MorningWord 10/22/15: From Virtuous to Vicious – $SPY, $QQQ

by Dan October 22, 2015 9:29 am • Commentary

On Tuesday night, I had the pleasure of speaking on a panel hosted by Fidelity, attended by some of their high net worth brokerage clients and large investment advisers.  While the intent of the panel was to drop a little knowledge about the current state of financial markets, the conversation quickly turned hedge funds and etfs, and specifically the risks both may play in the next market correction/crash. I don’t have too many strong feelings about either, it’s been my experience living through 3 epic bull markets, 2 crashes and expecting a third at some point that there is always a bogeyman out there that is convenient for the financial press to point a finger to when it happens. Frankly whether it is ridiculously valued net stocks, cdo’s, bank leverage or a central bank induced bubble causing a crash in industrial commodities, every over exuberant market has it coming to them for one reason or the other.

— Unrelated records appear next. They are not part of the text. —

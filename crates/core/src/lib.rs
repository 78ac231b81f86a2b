//! # Flowdesk Core
//!
//! Domain types, traits, and error definitions for the flowdesk workflow
//! gateway. This crate has **zero framework dependencies** — it defines the
//! domain model that all other crates implement against.
//!
//! ## Design Philosophy
//!
//! Every external collaborator (workflow engine, process-instance query
//! index, user directory, notification store) is defined as a trait here.
//! Implementations live in their respective crates. This enables:
//! - Swapping implementations via configuration
//! - Easy testing with stub implementations
//! - Clean dependency graph (all crates depend inward on core)

pub mod directory;
pub mod error;
pub mod notification;
pub mod workflow;

// Re-export key types at crate root for ergonomics
pub use directory::{Directory, Principal};
pub use error::{
    DirectoryError, EngineError, Error, IndexError, NotifyError, ResolveError, Result, SchemaError,
};
pub use notification::{
    Audience, NewNotification, Notification, NotificationFilter, NotificationStore, RecipientScope,
};
pub use workflow::{
    ExecutionRef, InstanceFilter, InstanceIndex, InstanceState, InstanceVariables, ProcessEngine,
    ProcessInstance, RuntimeInfo, WorkflowItem,
};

My response on the hedge fund / etf front is that it is a sort of virtuous cycle in good times and vicious cycle in the bad ones.  The example I used is the current concentration in a handful of mega cap stocks among hedge fund holdings, and etfs.  Let’s look at AMZN, FB & GOOGL, which combined have about $1 trillion in market cap, and have about a 20% weight in the Nasdaq 100, which is mirrored by the etf QQQ.  The Nasdaq 100 has a $5 trillion market cap, and is up 5% on the year, or about $250 billion in gains.  The year to date combined gains of AMZN, up 80%, FB up 25% and GOOGL up 27% is about $250 billion, or about equal to the gains of the index of 100 stocks.  WOW, so these three stocks are making up for a lot of mediocre or bad performance in the majority of the stocks in the index.

So when we have periods like we did in late August, when too many people head for the door at the same time, large liquid etfs like the QQQ, or NDX futures are the first instruments hedge funds (who have concentrated positions in the best performing stocks in the entire market) use to hedge. At this point the correlation between the underlying investment, and the hedge become very high and you get the sort of sell off we had Aug 21st and 24th, hedge funds selling the QQQ, retail investors panicking and selling big winners, and massive short term volatility. The safest stocks were the hardest hit.  For instance AAPL, FB, HD & SBUX all had peak to trough one day declines of about 20% on Aug 24th, all in widely held, prior positive sentiment and performance leaders of 2015.

So will it be hedge funds, etfs, high frequency trading, the blow up of a large hedge fund holding bs roll up like Valeant (VRX) that is the spark that ignites the next correction/crash?  I suspect in hindsight one will be deemed to be ground zero, but the combination of some of their worst attributes will be the obvious cause.

So what do you do with for your own investing?  Simple, have a sense of history and respect it.  Since the Flash Crash in May of 2010 when U.S. equity markets had a sharp short term decline and subsequent recovery, it took almost 5 years to have another similar incident this past August, this time for different reasons. But it’s important to remember that sell off of May 6th, 2010 started from 1168 in the SPX, stopped at 1065, and closed the day at 1128.  WE ARE AT 2018 TODAY.

So I’ll leave you with this. Forget the popular narrative, and focus on your own risk tolerance. If the week of August 20th made you sick to your stomach after registering years of equity gains in a low volatility environment, then consider reducing equity exposure here, a few percent from the all time highs in the S&P 500.